Por isso, não surpreende que uma das tendências no vestir seja o que está sendo chamado de moda dopamina. A referência diz respeito ao hormônio envolvido no processo que resulta em sensação de prazer e de felicidade. Depois de passar dezoito meses no estilo pijama-moletom-camiseta, muita gente está procurando peças que expressem a ideia de renascimento. Dentro do conceito, o que surge são roupas coloridas e carregadas de mensagens positivas na tentativa de fazer bem a quem usa e a quem olha. “Vivemos um trauma mundial e a moda pode ser libertadora”, diz Yasmine Sterea, diretora criativa e fundadora do movimento Free Free, que trabalha para o empoderamento feminino por meio da moda. “Ela é mais sobre se sentir bem.”

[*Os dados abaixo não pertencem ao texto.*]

// ===== impl DataTree =====

impl<'a> DataTree<'a> {
    /// Create an empty data tree.
    pub fn new(context: &'a Context) -> DataTree<'a> {
        DataTree {
            context,
            nodes: Vec::new(),
            first_top: None,
            last_top: None,
        }
    }

    /// Parse a LYB-encoded data tree. The context must contain every module
    /// the data was serialized against.
    pub fn parse_lyb(
        context: &'a Context,
        data: &[u8],
        options: DataParserFlags,
    ) -> Result<DataTree<'a>> {
        parser_lyb::parse_data(context, data, options)
    }

    /// Returns an iterator over the top-level nodes of the tree.
    pub fn roots(&self) -> Siblings<DataNodeRef<'_>> {
        Siblings::new(self.first_top.map(|id| self.node_ref(id)))
    }

    /// Returns an iterator over all nodes of the tree (depth-first).
    pub fn traverse(&self) -> impl Iterator<Item = DataNodeRef<'_>> {
        self.roots().flat_map(|root| root.traverse())
    }

    /// Returns a reference to the node with the given handle.
    pub fn node_ref(&self, id: DataNodeId) -> DataNodeRef<'_> {
        DataNodeRef { tree: self, id }
    }

    /// Create an interior data node (container, list, RPC, action or
    /// notification instance).
    pub fn new_inner(
        &mut self,
        parent: Option<DataNodeId>,
        snode: SchemaNodeId,
    ) -> Result<DataNodeId> {
        self.context.check_snode(snode)?;
        match self.context.snode(snode).kind {
            SchemaNodeKind::Container
            | SchemaNodeKind::List
            | SchemaNodeKind::Rpc
            | SchemaNodeKind::Action
            | SchemaNodeKind::Notification => (),
            kind => {
                return Err(Error::invalid_argument(format!(
                    "{:?} is not an interior node kind",
                    kind
                )))
            }
        }
        self.add_node(parent, snode, DataNodeValue::Inner)
    }

    /// Create a leaf or leaf-list data node from a typed value.
    pub fn new_term(
        &mut self,
        parent: Option<DataNodeId>,
        snode: SchemaNodeId,
        value: DataValue,
    ) -> Result<DataNodeId> {
        let ltype = self.term_type(snode)?;
        let canonical =
            schema::canonical_value(self.context, &ltype, &value)?;
        self.add_node(
            parent,
            snode,
            DataNodeValue::Term {
                value,
                canonical,
                unresolved: false,
            },
        )
    }

    /// Create a leaf or leaf-list data node from a value in string form.
    pub fn new_term_str(
        &mut self,
        parent: Option<DataNodeId>,
        snode: SchemaNodeId,
        value: &str,
    ) -> Result<DataNodeId> {
        let ltype = self.term_type(snode)?;
        let value = schema::parse_value(self.context, &ltype, value)?;
        self.new_term(parent, snode, value)
    }

    /// Create a leaf or leaf-list data node whose value could not be
    /// resolved (e.g. a leafref with a missing target). The raw string form
    /// is kept.
    pub fn new_term_unresolved(
        &mut self,
        parent: Option<DataNodeId>,
        snode: SchemaNodeId,
        value: &str,
    ) -> Result<DataNodeId> {
        self.term_type(snode)?;
        self.add_node(
            parent,
            snode,
            DataNodeValue::Term {
                value: DataValue::Other(value.to_string()),
                canonical: value.to_string(),
                unresolved: true,
            },
        )
    }

    /// Create an anydata/anyxml data node.
    pub fn new_any(
        &mut self,
        parent: Option<DataNodeId>,
        snode: SchemaNodeId,
        value: AnyDataValue<'a>,
    ) -> Result<DataNodeId> {
        self.context.check_snode(snode)?;
        match self.context.snode(snode).kind {
            SchemaNodeKind::AnyData | SchemaNodeKind::AnyXml => (),
            kind => {
                return Err(Error::invalid_argument(format!(
                    "{:?} is not an anydata node kind",
                    kind
                )))
            }
        }
        if let AnyDataValue::DataTree(tree) = &value {
            if !std::ptr::eq(tree.context, self.context) {
                return Err(Error::invalid_argument(
                    "nested data tree uses a different context",
                ));
            }
            if tree.first_top.is_none() {
                return Err(Error::invalid_argument(
                    "nested data tree is empty",
                ));
            }
        }
        self.add_node(parent, snode, DataNodeValue::Any(value))
    }

    /// Attach a metadata attribute to a node. The annotation must have been
    /// defined in the given module.
    pub fn new_meta(
        &mut self,
        node: DataNodeId,
        module: ModuleId,
        name: &str,
        value: DataValue,
    ) -> Result<()> {
        self.check_node(node)?;
        self.context.check_module(module)?;
        let vtype = self
            .context
            .module(module)
            .annotations
            .iter()
            .find(|a| a.name == name)
            .map(|a| a.vtype.clone())
            .ok_or_else(|| {
                Error::not_found(format!("annotation \"{}\" not found", name))
            })?;
        let canonical = schema::canonical_value(self.context, &vtype, &value)?;
        self.nodes[node.0 as usize].meta.push(MetaData {
            module,
            name: name.to_string(),
            value,
            canonical,
        });
        Ok(())
    }

    /// Set or clear the default-value flag of a node.
    pub fn set_default(&mut self, node: DataNodeId, dflt: bool) -> Result<()> {
        self.check_node(node)?;
        self.nodes[node.0 as usize].dflt = dflt;
        Ok(())
    }

    /// Create a new node (and all its non-existing parents) based on a
    /// simplified absolute data path: `/module:node/node2/...`, where a
    /// module prefix is required on the first segment and on every module
    /// change. Interior nodes are reused when they already exist, except
    /// lists, which always get a fresh instance (predicates are not
    /// supported). The value applies to the final segment when it is a leaf
    /// or leaf-list.
    pub fn new_path(
        &mut self,
        path: &str,
        value: Option<&str>,
    ) -> Result<DataNodeId> {
        let path = path
            .strip_prefix('/')
            .ok_or_else(|| Error::invalid_argument("path must be absolute"))?;

        let mut module: Option<ModuleId> = None;
        let mut parent: Option<DataNodeId> = None;
        let mut parent_schema: Option<SchemaNodeId> = None;
        let mut node = None;

        let segments = path.split('/').collect::<Vec<_>>();
        for (seg_i, segment) in segments.iter().enumerate() {
            let (name, module_id) = match segment.split_once(':') {
                Some((prefix, name)) => {
                    let module = self
                        .context
                        .get_module(prefix, None)
                        .ok_or_else(|| {
                            Error::not_found(format!(
                                "module \"{}\" not found",
                                prefix
                            ))
                        })?
                        .id();
                    (name, module)
                }
                None => match module {
                    Some(module) => (*segment, module),
                    None => {
                        return Err(Error::invalid_argument(
                            "first path segment must carry a module prefix",
                        ))
                    }
                },
            };
            module = Some(module_id);

            // Resolve the schema node among the data children.
            let snode = self
                .find_data_child_schema(parent_schema, module_id, name)
                .ok_or_else(|| {
                    Error::not_found(format!(
                        "schema node \"{}\" not found",
                        name
                    ))
                })?;

            let last = seg_i == segments.len() - 1;
            let kind = self.context.snode(snode).kind;
            node = Some(match kind {
                SchemaNodeKind::Leaf | SchemaNodeKind::LeafList => {
                    if !last {
                        return Err(Error::invalid_argument(
                            "leaf node in the middle of a path",
                        ));
                    }
                    self.new_term_str(parent, snode, value.unwrap_or(""))?
                }
                SchemaNodeKind::List => self.new_inner(parent, snode)?,
                _ => match self.find_child(parent, snode) {
                    Some(existing) => existing,
                    None => self.new_inner(parent, snode)?,
                },
            });
            parent = node;
            parent_schema = Some(snode);
        }

        node.ok_or_else(|| Error::invalid_argument("empty path"))
    }

    /// Search the tree for the first node matching the provided simplified
    /// path (same syntax as [`DataTree::new_path`]).
    pub fn find_path(&self, path: &str) -> Result<DataNodeRef<'_>> {
        let path = path
            .strip_prefix('/')
            .ok_or_else(|| Error::invalid_argument("path must be absolute"))?;

        let mut module: Option<ModuleId> = None;
        let mut node: Option<DataNodeId> = None;
        for segment in path.split('/') {
            let (name, module_id) = match segment.split_once(':') {
                Some((prefix, name)) => {
                    let module = self
                        .context
                        .get_module(prefix, None)
                        .ok_or_else(|| {
                            Error::not_found(format!(
                                "module \"{}\" not found",
                                prefix
                            ))
                        })?
                        .id();
                    (name, module)
                }
                None => match module {
                    Some(module) => (segment, module),
                    None => {
                        return Err(Error::invalid_argument(
                            "first path segment must carry a module prefix",
                        ))
                    }
                },
            };
            module = Some(module_id);

            let mut child = match node {
                Some(node) => self.nodes[node.0 as usize].first_child,
                None => self.first_top,
            };
            node = loop {
                match child {
                    Some(id) => {
                        let snode =
                            self.context.snode(self.nodes[id.0 as usize].schema);
                        if snode.name == name && snode.module == module_id {
                            break Some(id);
                        }
                        child = self.nodes[id.0 as usize].next_sibling;
                    }
                    None => break None,
                }
            };
            if node.is_none() {
                return Err(Error::not_found(format!(
                    "node \"{}\" not found",
                    segment
                )));
            }
        }

        node.map(|id| self.node_ref(id))
            .ok_or_else(|| Error::invalid_argument("empty path"))
    }

    fn term_type(&self, snode: SchemaNodeId) -> Result<schema::LeafType> {
        self.context.check_snode(snode)?;
        let sdata = self.context.snode(snode);
        match sdata.kind {
            SchemaNodeKind::Leaf | SchemaNodeKind::LeafList => (),
            kind => {
                return Err(Error::invalid_argument(format!(
                    "{:?} is not a leaf node kind",
                    kind
                )))
            }
        }
        sdata
            .leaf_type
            .clone()
            .ok_or_else(|| Error::internal("leaf node without a type"))
    }

    // Schema child lookup among the data-visible children, hopping over
    // structural nodes.
    fn find_data_child_schema(
        &self,
        parent: Option<SchemaNodeId>,
        module: ModuleId,
        name: &str,
    ) -> Option<SchemaNodeId> {
        let mut last = None;
        loop {
            last = schema::next_data_node(self.context, last, parent, module);
            match last {
                Some(id) => {
                    let snode = self.context.snode(id);
                    if snode.name == name && snode.module == module {
                        return Some(id);
                    }
                }
                None => return None,
            }
        }
    }

    fn find_child(
        &self,
        parent: Option<DataNodeId>,
        snode: SchemaNodeId,
    ) -> Option<DataNodeId> {
        let mut child = match parent {
            Some(parent) => self.nodes[parent.0 as usize].first_child,
            None => self.first_top,
        };
        while let Some(id) = child {
            if self.nodes[id.0 as usize].schema == snode {
                return Some(id);
            }
            child = self.nodes[id.0 as usize].next_sibling;
        }
        None
    }

    fn add_node(
        &mut self,
        parent: Option<DataNodeId>,
        snode: SchemaNodeId,
        value: DataNodeValue<'a>,
    ) -> Result<DataNodeId> {
        // The schema parent (hopping over structural nodes) must match the
        // parent data node's schema.
        let expected = schema::data_parent(self.context, snode);
        let actual = match parent {
            Some(parent) => {
                self.check_node(parent)?;
                Some(self.nodes[parent.0 as usize].schema)
            }
            None => None,
        };
        if expected != actual {
            return Err(Error::invalid_argument(
                "data node parent does not match the schema",
            ));
        }

        self.nodes.push(DataNodeData {
            schema: snode,
            parent,
            next_sibling: None,
            first_child: None,
            last_child: None,
            value,
            meta: Vec::new(),
            dflt: false,
        });
        let id = DataNodeId(self.nodes.len() as u32 - 1);

        match parent {
            Some(parent) => {
                let last = self.nodes[parent.0 as usize].last_child;
                match last {
                    Some(last) => {
                        self.nodes[last.0 as usize].next_sibling = Some(id)
                    }
                    None => self.nodes[parent.0 as usize].first_child = Some(id),
                }
                self.nodes[parent.0 as usize].last_child = Some(id);
            }
            None => {
                match self.last_top {
                    Some(last) => {
                        self.nodes[last.0 as usize].next_sibling = Some(id)
                    }
                    None => self.first_top = Some(id),
                }
                self.last_top = Some(id);
            }
        }

        Ok(id)
    }

    fn check_node(&self, node: DataNodeId) -> Result<()> {
        if (node.0 as usize) < self.nodes.len() {
            Ok(())
        } else {
            Err(Error::invalid_argument("unknown data node"))
        }
    }

    pub(crate) fn node_data(&self, id: DataNodeId) -> &DataNodeData<'a> {
        &self.nodes[id.0 as usize]
    }
}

O sucesso da dobradinha moda e bem-estar pode ser visto nas passarelas na forma de um sublime vestido pink Valentino apresentado na coleção primavera-verão 2021 ou no amarelo iluminado do vestido que a atriz Zendaya usou na cerimônia do Oscar 2021. No Brasil, poucas pessoas exemplificam tão bem a tendência quanto a apresentadora Sabrina Sato. “A moda ajuda a trazer a alegria e o humor mesmo nestes momentos de medo e insegurança”, diz. Sabrina também aposta nessa linha ao montar os looks de sua filha, Zoe, de 2 anos.

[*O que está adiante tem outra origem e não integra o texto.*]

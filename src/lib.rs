//
// Copyright (c) The lyb Core Contributors
//
// SPDX-License-Identifier: MIT
//

//! Native Rust implementation of the LYB binary format for YANG-modeled
//! data trees.
//!
//! LYB is the compact, streamable binary alternative to XML/JSON
//! serialization of YANG instance data, as introduced by [libyang]. The
//! encoding is not self-describing: writer and reader must share the same
//! schema context, which is what keeps the format small — a schema node is
//! usually identified by a single hash byte among its siblings.
//!
//! [libyang]: https://github.com/CESNET/libyang
//!
//! ## Design Goals
//! * Bit-exact, deterministic serialization driven by the schema context
//! * Strictly forward-writable streams: subtree sizes are bounded by
//!   chunking, never by buffering whole subtrees
//! * Leverage Rust's ownership system to detect API misuse problems at
//!   compile time
//! * Automatic resource management
//!
//! ## Example
//!
//! ```
//! use lyb::context::Context;
//! use lyb::data::{Data, DataParserFlags, DataPrinterFlags, DataTree};
//! use lyb::schema::{DataValueType, LeafType};
//!
//! let mut ctx = Context::new();
//! let module = ctx.new_module("example", None, "urn:example").unwrap();
//! let cont = ctx.new_container(module, None, "state").unwrap();
//! ctx.new_leaf(
//!     module,
//!     Some(cont),
//!     "counter",
//!     LeafType::new(DataValueType::Uint32),
//! )
//! .unwrap();
//!
//! let mut dtree = DataTree::new(&ctx);
//! dtree.new_path("/example:state/counter", Some("42")).unwrap();
//!
//! let bytes = dtree.print_bytes(DataPrinterFlags::empty()).unwrap();
//! let dtree2 =
//!     DataTree::parse_lyb(&ctx, &bytes, DataParserFlags::empty()).unwrap();
//! assert_eq!(
//!     dtree2.find_path("/example:state/counter").unwrap().value_canonical(),
//!     Some("42"),
//! );
//! ```

mod error;
mod lyb;
mod parser_lyb;
mod printer;
mod printer_lyb;

pub mod context;
pub mod data;
pub mod iter;
pub mod schema;

pub use crate::error::{Error, ErrorCode, Result};
pub use crate::parser_lyb::lyb_data_length;
//
// Copyright (c) The lyb Core Contributors
//
// SPDX-License-Identifier: MIT
//

/// A convenience wrapper around `Result` for `lyb::Error`.
pub type Result<T> = std::result::Result<T, Error>;

/// Coarse error category, patterned after libyang's `LY_ERR` codes.
#[derive(Clone, Copy, Debug, Eq, PartialEq)]
pub enum ErrorCode {
    /// Invalid argument passed to an API function.
    InvalidArgument,
    /// An underlying write or read failed (including short writes).
    Io,
    /// Internal invariant violation (pathological schema or a bug).
    Internal,
    /// A variant the implementation does not support.
    Unsupported,
    /// A referenced module, node or annotation does not exist.
    NotFound,
    /// Malformed or inconsistent input data.
    InvalidData,
}

/// Enum listing possible errors from lyb.
#[derive(Debug, Eq, PartialEq)]
pub struct Error {
    pub errcode: ErrorCode,
    pub msg: Option<String>,
    pub path: Option<String>,
}

impl Error {
    pub(crate) fn new<S: Into<String>>(errcode: ErrorCode, msg: S) -> Error {
        Error {
            errcode,
            msg: Some(msg.into()),
            path: None,
        }
    }

    pub(crate) fn invalid_argument<S: Into<String>>(msg: S) -> Error {
        Error::new(ErrorCode::InvalidArgument, msg)
    }

    pub(crate) fn internal<S: Into<String>>(msg: S) -> Error {
        Error::new(ErrorCode::Internal, msg)
    }

    pub(crate) fn unsupported<S: Into<String>>(msg: S) -> Error {
        Error::new(ErrorCode::Unsupported, msg)
    }

    pub(crate) fn not_found<S: Into<String>>(msg: S) -> Error {
        Error::new(ErrorCode::NotFound, msg)
    }

    pub(crate) fn invalid_data<S: Into<String>>(msg: S) -> Error {
        Error::new(ErrorCode::InvalidData, msg)
    }
}

impl From<std::io::Error> for Error {
    fn from(err: std::io::Error) -> Error {
        Error::new(ErrorCode::Io, err.to_string())
    }
}

impl std::fmt::Display for Error {
    // Print only the base error message by default.
    fn fmt(&self, f: &mut std::fmt::Formatter<'_>) -> std::fmt::Result {
        if let Some(msg) = &self.msg {
            write!(f, "{}", msg)
        } else {
            write!(f, "Unknown error: {:?}", self.errcode)
        }
    }
}

impl std::error::Error for Error {}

Nos Estados Unidos, estima-se que a tendência contribuirá para o crescimento de até 13% das vendas no varejo projetado para 2021, segundo dados da National Retail Federation, entidade que representa o setor. A escolha do figurino tem mesmo tudo a ver com a mensagem que se quer passar. Quando se é um monarca, isso é praticamente uma ciência e na qual a rainha Elizabeth II, da Inglaterra, é doutora. Em suas aparições públicas, ela em geral usa looks coloridos para se destacar e transmitir aos súditos a sensação de alegria. Pode-se dizer, portanto, que Elizabeth foi a precursora da moda dopamina mesmo sem saber. God save the queen.